Data extracts below:

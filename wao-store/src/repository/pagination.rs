//! Pagination, ordering and read options
//!
//! # Example
//!
//! ```rust
//! use wao_store::repository::{FindOptions, Page, Pagination};
//!
//! let options = FindOptions::new()
//!     .fields(["id", "name"])
//!     .sort("-created_at,name")
//!     .paginate(Pagination::page(2, 20));
//! assert_eq!(options.offset, Some(20));
//!
//! let page: Page<u32> = Page::new(vec![1, 2], 45, 20, 20);
//! assert_eq!(page.page, 2);
//! assert_eq!(page.total_pages, 3);
//! ```

use std::fmt;

use serde::{Deserialize, Serialize};

/// Direction for ordering results
#[derive(Debug, Clone, Copy, PartialEq, Eq, Default)]
pub enum OrderDirection {
    #[default]
    Ascending,
    Descending,
}

impl OrderDirection {
    pub fn as_sql(&self) -> &'static str {
        match self {
            Self::Ascending => "ASC",
            Self::Descending => "DESC",
        }
    }
}

impl fmt::Display for OrderDirection {
    fn fmt(&self, f: &mut fmt::Formatter<'_>) -> fmt::Result {
        match self {
            Self::Ascending => write!(f, "asc"),
            Self::Descending => write!(f, "desc"),
        }
    }
}

/// One `attribute direction` pair of a sort directive
#[derive(Debug, Clone, PartialEq, Eq)]
pub struct SortKey {
    pub attribute: String,
    pub direction: OrderDirection,
}

/// Parse `"-created_at, name"` into sort keys.
///
/// A leading `-` means descending. Blank segments are skipped; whether an
/// attribute exists is decided later against the metadata cache.
pub fn parse_sort(sort: &str) -> Vec<SortKey> {
    sort.split(',')
        .map(str::trim)
        .filter(|segment| !segment.is_empty())
        .map(|segment| match segment.strip_prefix('-') {
            Some(attribute) => SortKey {
                attribute: attribute.trim().to_string(),
                direction: OrderDirection::Descending,
            },
            None => SortKey {
                attribute: segment.to_string(),
                direction: OrderDirection::Ascending,
            },
        })
        .collect()
}

/// Offset/limit window
#[derive(Debug, Clone, Copy, PartialEq, Eq)]
pub struct Pagination {
    /// Number of results to skip
    pub offset: u64,
    /// Maximum number of results to return
    pub limit: u64,
}

impl Pagination {
    #[must_use]
    pub const fn new(offset: u64, limit: u64) -> Self {
        Self { offset, limit }
    }

    #[must_use]
    pub const fn first_page(limit: u64) -> Self {
        Self { offset: 0, limit }
    }

    /// Window for a 1-indexed page number
    #[must_use]
    pub const fn page(page_number: u64, page_size: u64) -> Self {
        let offset = page_number.saturating_sub(1).saturating_mul(page_size);
        Self {
            offset,
            limit: page_size,
        }
    }
}

impl Default for Pagination {
    fn default() -> Self {
        Self {
            offset: 0,
            limit: 20,
        }
    }
}

/// Projection, window and ordering for list reads
#[derive(Debug, Clone, Default, PartialEq, Eq)]
pub struct FindOptions {
    /// Attributes to select; empty selects every attribute
    pub fields: Vec<String>,
    pub limit: Option<u64>,
    pub offset: Option<u64>,
    /// Comma-separated attributes, `-` prefix for descending
    pub sort: Option<String>,
}

impl FindOptions {
    pub fn new() -> Self {
        Self::default()
    }

    #[must_use]
    pub fn fields<S: Into<String>>(mut self, fields: impl IntoIterator<Item = S>) -> Self {
        self.fields = fields.into_iter().map(Into::into).collect();
        self
    }

    #[must_use]
    pub fn limit(mut self, limit: u64) -> Self {
        self.limit = Some(limit);
        self
    }

    #[must_use]
    pub fn offset(mut self, offset: u64) -> Self {
        self.offset = Some(offset);
        self
    }

    #[must_use]
    pub fn sort(mut self, sort: impl Into<String>) -> Self {
        self.sort = Some(sort.into());
        self
    }

    #[must_use]
    pub fn paginate(mut self, pagination: Pagination) -> Self {
        self.limit = Some(pagination.limit);
        self.offset = Some(pagination.offset);
        self
    }

    /// The window as `(limit, offset)` with zero meaning "unset"
    pub fn window(&self) -> (u64, u64) {
        (self.limit.unwrap_or(0), self.offset.unwrap_or(0))
    }
}

impl From<Pagination> for FindOptions {
    fn from(pagination: Pagination) -> Self {
        FindOptions::new().paginate(pagination)
    }
}

/// One page of results plus the totals needed to render pagers
#[derive(Debug, Clone, PartialEq, Serialize, Deserialize)]
pub struct Page<T> {
    pub total: u64,
    pub items: Vec<T>,
    pub limit: u64,
    /// 1-based page number
    pub page: u64,
    #[serde(rename = "total_page")]
    pub total_pages: u64,
}

impl<T> Page<T> {
    /// Derive page numbers from the window.
    ///
    /// With a positive limit, `page = offset / limit + 1` and
    /// `total_pages = ceil(total / limit)`; without one everything is a
    /// single page.
    pub fn new(items: Vec<T>, total: u64, limit: u64, offset: u64) -> Self {
        let (page, total_pages) = if limit > 0 {
            (offset / limit + 1, total.div_ceil(limit))
        } else {
            (1, 1)
        };
        Self {
            total,
            items,
            limit,
            page,
            total_pages,
        }
    }

    /// Transform items, keeping the totals
    pub fn map<U>(self, f: impl FnMut(T) -> U) -> Page<U> {
        Page {
            total: self.total,
            items: self.items.into_iter().map(f).collect(),
            limit: self.limit,
            page: self.page,
            total_pages: self.total_pages,
        }
    }
}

End of Data extracts.

(What needs to be done)
Indicate how many lines in the records above contain the word "FindOptions", giving only the number.

(Output below)
6